The learned Senior Counsel appearing on behalf of the petitioner has referred to Paragraph 31 of the Counter-statement in which the respondent contended that the encashment of bank guarantee bond worth Rs.2,37,529/- was against the mobilization advance and interest thereon and other two worth Rs.1,50,000/- in aggregate against not fulfilling the contractual obligations.
The said clause 16(2) of the General Conditions of Contract reads:-
"16(2). Interest on amounts. - No interest will be payable upon the earnest money or the security deposit or amounts payable to the Contractor under the contract."
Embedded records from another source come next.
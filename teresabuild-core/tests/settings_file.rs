/// Settings file loading tests
use std::io::Write;
use tempfile::NamedTempFile;

use teresabuild_core::{Overrides, Settings, SettingsError};

fn write_settings(content: &str) -> NamedTempFile {
    let mut file = NamedTempFile::new().unwrap();
    file.write_all(content.as_bytes()).unwrap();
    file
}

#[test]
fn loads_and_resolves_a_full_file() {
    let file = write_settings(
        r#"
        [cluster]
        server = "https://teresa.example.com"
        name = "prod"

        [credentials]
        login = "deploy-bot"
        password = "literal-pw"

        [step]
        command = "teresa deploy create ."

        [cli]
        program = "teresa --profile ci"
        timeout_secs = 90
        "#,
    );

    let settings = Settings::load(file.path()).unwrap();
    let config = settings.resolve(Overrides::default());

    assert!(config.validate().is_ok());
    assert_eq!(config.login(), "deploy-bot");
    assert_eq!(config.password().expose(), "literal-pw");
    assert_eq!(settings.cli_program(None).unwrap().to_string(), "teresa --profile ci");
    assert_eq!(settings.step_timeout(None).map(|d| d.as_secs()), Some(90));
}

#[test]
fn partial_file_leaves_gaps_for_flags() {
    let file = write_settings(
        r#"
        [cluster]
        name = "staging"
        "#,
    );

    let settings = Settings::load(file.path()).unwrap();
    let config = settings.resolve(Overrides {
        login: Some("alice".into()),
        ..Default::default()
    });
    let err = config.validate().unwrap_err();

    assert!(!err.has_field("login"));
    assert!(!err.has_field("cluster_name"));
    assert!(err.has_field("password"));
    assert!(err.has_field("server"));
    assert!(err.has_field("command"));
}

#[test]
fn invalid_toml_is_a_parse_error() {
    let file = write_settings("[cluster\nname = ");
    let err = Settings::load(file.path()).unwrap_err();
    assert!(matches!(err, SettingsError::Parse { .. }));
}

#[test]
fn missing_explicit_file_is_a_read_error() {
    let dir = tempfile::tempdir().unwrap();
    let err = Settings::load_or_default(Some(&dir.path().join("nope.toml"))).unwrap_err();
    assert!(matches!(err, SettingsError::Read { .. }));
}

#[test]
fn template_round_trips_through_load() {
    let dir = tempfile::tempdir().unwrap();
    let path = dir.path().join("nested/config.toml");

    Settings::write_template(&path).unwrap();
    let settings = Settings::load(&path).unwrap();

    assert_eq!(settings.cluster.server.as_deref(), Some("https://teresa.example.com"));
    assert_eq!(settings.step.command.as_deref(), Some("teresa deploy create . --app myapp"));
}

#[test]
fn shell_parameter_syntax_in_command_survives_load() {
    let file = write_settings(
        r#"
        [step]
        command = "deploy --tag ${TERESABUILD_TEST_UNSET_TAG:-latest}"
        "#,
    );

    let settings = Settings::load(file.path()).unwrap();

    assert_eq!(
        settings.step.command.as_deref(),
        Some("deploy --tag ${TERESABUILD_TEST_UNSET_TAG:-latest}")
    );
}

#[test]
fn show_masks_a_literal_password_starting_with_a_reference_marker() {
    let file = write_settings(
        r#"
        [credentials]
        password = "${hunter2"
        "#,
    );

    let shown = Settings::load(file.path()).unwrap().masked().to_toml().unwrap();

    assert!(!shown.contains("hunter2"), "{shown}");
    assert!(shown.contains("********"));
}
There cannot any doubt that the said two sums represent security deposit within the meaning of Clause 16(2) of the General Conditions of Contract.
In view of such an express bar, in my view, the joint-arbitrators were justified in refusing to grant any interest on the aforesaid sum.
The argument that the joint-arbitrators could not have considered the counter-claim is fallacious as in deciding the dispute, all claims and counter-claims are to be taken into consideration and the respondent can always set up a counter-claim or set off. The defence of the respondent is in the nature of set off. If the argument of the petitioner is to be accepted then the defendant would be precluded from making any claim for adjustment by way of set off or otherwise and thereby allowing the plaintiff to have an award for a sum disregarding such adjustments. The respondent would be completely without any defence. The process of adjudication contemplates the consideration of the claims and counter- claims and any finding without considering the counter-claim or set off would render the award invalid and such award is liable to be set aside.
Under such circumstances, the award is remitted for re- consideration of Claim No.6. The appointing authority shall make an appointment of an arbitrator in terms of Clause 63(3) of the General Conditions of Contract within a period of 30 days from date. However, it is desirable that a sole arbitrator may be appointed as the petitioner has consented to appointment of a sole arbitrator and the learned Counsel representing the respondent due to lack of instruction is unable to give consent in which case this Court could have appointed a sole arbitrator by recording consent. The appointment of a sole arbitrator would also minimize costs and time. The appointing authority shall take into consideration the aforesaid factor while making the appointment and in the event a sole arbitrator is appointed by the appointing authority in terms of this order, none of the parties would be permitted to challenge such appointment on the ground that the procedure prescribed in Clause 63(3) of the General Conditions of Contract was not followed.
G.A. No.4696 of 1997 is allowed in part. There shall be a decree for the rest of the claims allowed by the arbitrators. The decretal sum shall carry interest @12% per annum from the date of the decree till realization. The department shall draw up the decree as expeditiously as possible. AC No.70 of 1997 stands disposed of.
However, there shall be no order as to costs.
Urgent Photostat certified copy of this judgment, if applied for, be given to the parties on an usual undertaking.